Gamma TuRC recruitment to centrosome / PCM is increased in mitosis by cell-cycle kinases, e.g. Plk1 (Polo-like kinase), CDK. MT nucleation capacity increases. May also suppress non-spindle nucleation.

58
Q

What happens in mitosis when pericentrin is knocked down?

A

MTs are not well organised at spindle poles because gamma tubulin is not being localised to a single site.

59
Q

What do mutations in the pericentrin gene cause?

A

MOPD II/Seckel syndrome - very similar dwarfisms.

60
Q

What is MOPD II/Seckel syndrome?

A

A primordial dwarfism (from start):
- Not associated with growth hormone deficiency
- Small stature
- Small heads (proportional to body size though)
- Range of intellect due to decreased brain development

61
Q

Why does the pericentrin mutation cause dwarfism?

A

There is a lack of increase in cell number during development.

62
Q

What are the competing interpretations of how pericentrin mutation leads to disease?

A
  • MT nucleation model (defects in chromosome segregation therefore lots of daughter cells are apoptosed).
  • DNA damage model (ATR protein in the centrosome senses DNA damage and arrests cell cycle.
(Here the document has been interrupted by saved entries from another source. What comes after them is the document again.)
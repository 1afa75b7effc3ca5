//! errfold-core - foldable Go error-handling guard detection
//!
//! Finds `if err != nil { ... }` guard blocks in source text, decides which
//! ones are simple enough to collapse, and keeps per-document results
//! cached so editors can ask on every keystroke:
//! - Brace-depth block matching with a multi-rule body classifier
//! - Configurable error-variable fragments (`err`, `error` by default)
//! - Version/TTL keyed result cache with per-document debounced rescans
//! - Adapters to LSP folding ranges, decorations and a collapsed rendering
//!
//! # Example
//!
//! ```
//! use errfold_core::BlockScanner;
//!
//! let scanner = BlockScanner::default();
//! let blocks = scanner.scan(&["if err != nil {", "    return err", "}"]);
//!
//! assert_eq!(blocks.len(), 1);
//! assert_eq!(blocks[0].body_statement, "return err");
//! assert_eq!(blocks[0].collapsed_text, "if err != nil { return err }");
//! ```

pub mod cache;
pub mod config;
pub mod error;
pub mod folding;
pub mod scanner;

// Re-export commonly used types
pub use cache::{BlockCache, Blocks};
pub use config::Settings;
pub use error::{ErrfoldError, Result};
pub use folding::{render_collapsed, to_decorations, to_folding_ranges, Decoration};
pub use scanner::{scan_lines, BlockDescriptor, BlockScanner, HeaderMatcher, LineRange};

/// Crate version
pub const VERSION: &str = env!("CARGO_PKG_VERSION");
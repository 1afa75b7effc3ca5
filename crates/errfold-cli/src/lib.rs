//! errfold CLI - command-line interface library
//!
//! This library provides the CLI functionality for errfold:
//! - Scan: report foldable `if err != nil` blocks in Go sources
//! - Render: print a file with those blocks collapsed
//!
//! # Binary Usage
//!
//! ```bash
//! # Report blocks under the current directory
//! errfold scan
//!
//! # JSON for tooling, with an extra error-variable fragment
//! errfold scan ./pkg --format json -e err -e fail
//!
//! # Preview the folded view of a file
//! errfold render main.go
//!
//! # With debug logging
//! RUST_LOG=debug errfold scan
//! ```

pub mod app;

// Re-export main entry point and types
pub use app::{
    collect_go_files, format_reports, load_settings, render_command, render_file, run_cli,
    scan_command, scan_files, FileReport, OutputFormat,
};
ATR localised to centrosome by pericentrin. Mutation in it means cells progress to mitosis with damaged DNA which also means lots of daughter cells are apoptosed).
63
Q

Where do fission yeast nucleate MTs from in interphase?

A

Multiple sites on the surface of the nucleus and in the cytoplasm. No single centrosome.

64
Q

Where do fission yeast nucleate MTs from in mitosis?

A

Spindle pole bodies (SPBs).

65
Q

Where do fission yeast nucleate MTs from in cytokinesis?

A

MTOCs at the acto-myosin ring.

66
Q

What phenotype do mutations in mto1 and mto2 cause?

A

Curved cell shape (fission yeast). Due to microtubule defects.

67
Q

What is unusual about MT formation in fission yeast in interphase?

A

There is GCP2 associated along the MT, not just at the MTOC.

68
Q

What do the MTO1 and MTO2 proteins do?

A
  • Complex with each other and recruit the gamma TuRC to the MTOCs.
  • Activates the gamma TuRC.
69
Q

How big is the MTO1/2 complex?

A

Similar size to gamma TuRC.

70
Q

How was it discovered the MTO1/2 complex has an activation function as well as localisation?

A

Localisation domains were removed in vivo - protein truncated, so the complex was free floating in cells. Sufficient to activate MT nucleation. Replicated results in vitro.

71
Q

What is Mto1/2bonsai?

A

The truncated version of Mto1/2 without the localisation domain.

72
Q

What is the activation domain in Mto1?

A

The CM1 domain - ≈60aas, highly conserved between many organisms.

73
Q

What happens when CM1 is mutated?

A

Can’t bind to gamma TuRC, MT nucleation inhibited.

74
Q

Which human protein contains the CM1 domain?

A

CDK5RAP2

75
Q

What do mutations in CDK5RAP2 cause?

A

Primary autosomal recessive microcephaly (small brain size (particularly cortex), but not dwarfism).

76
Q

When does primary autosomal recessive microcephaly show up?

A

Consanguineous populations (marriages within families).

77
Q

Why are primary autosomal recessive microcephaly / CDK5RAP2 mutations hard to study?

A

We have lots more complex brain development than other model organisms like mice.

78
Q

What are hypotheses for why CDK5RAP2 mutations cause fewer cells?

A
  • Not enough stem cells (radioglial cells (RDGs)) to make the neurons (SCs have defects in division).
  • Stem cells prematurely switch to differentiating; not enough stem cells produced before neurons start forming from them.
  • Defects in neurogenic divisions; neuronal cells not produced correctly when SC divides.
79
Q

How can defects in spindle orientation (MT formation) affect neuron production from stem cells (RGC)?

A
  • Division with a vertical cleavage plane produces 2 new RGCs.
  • Division with an off-vertical cleavage plane produces 1 RGC and 1 neuron (neurogenic division).
80
Q

What have we discovered recently about gamma TuRC?

A
  • It changes conformation to become symmetric once it begins nucleating. Does first nucleation confer change?
  • Also looks like CDK5RAP2 is able to confer the conformational change for gamma TuRC to become radially symmetric.
  • Actin molecule kicked out when gamma TuRC becomes active. Does it keep it inactive?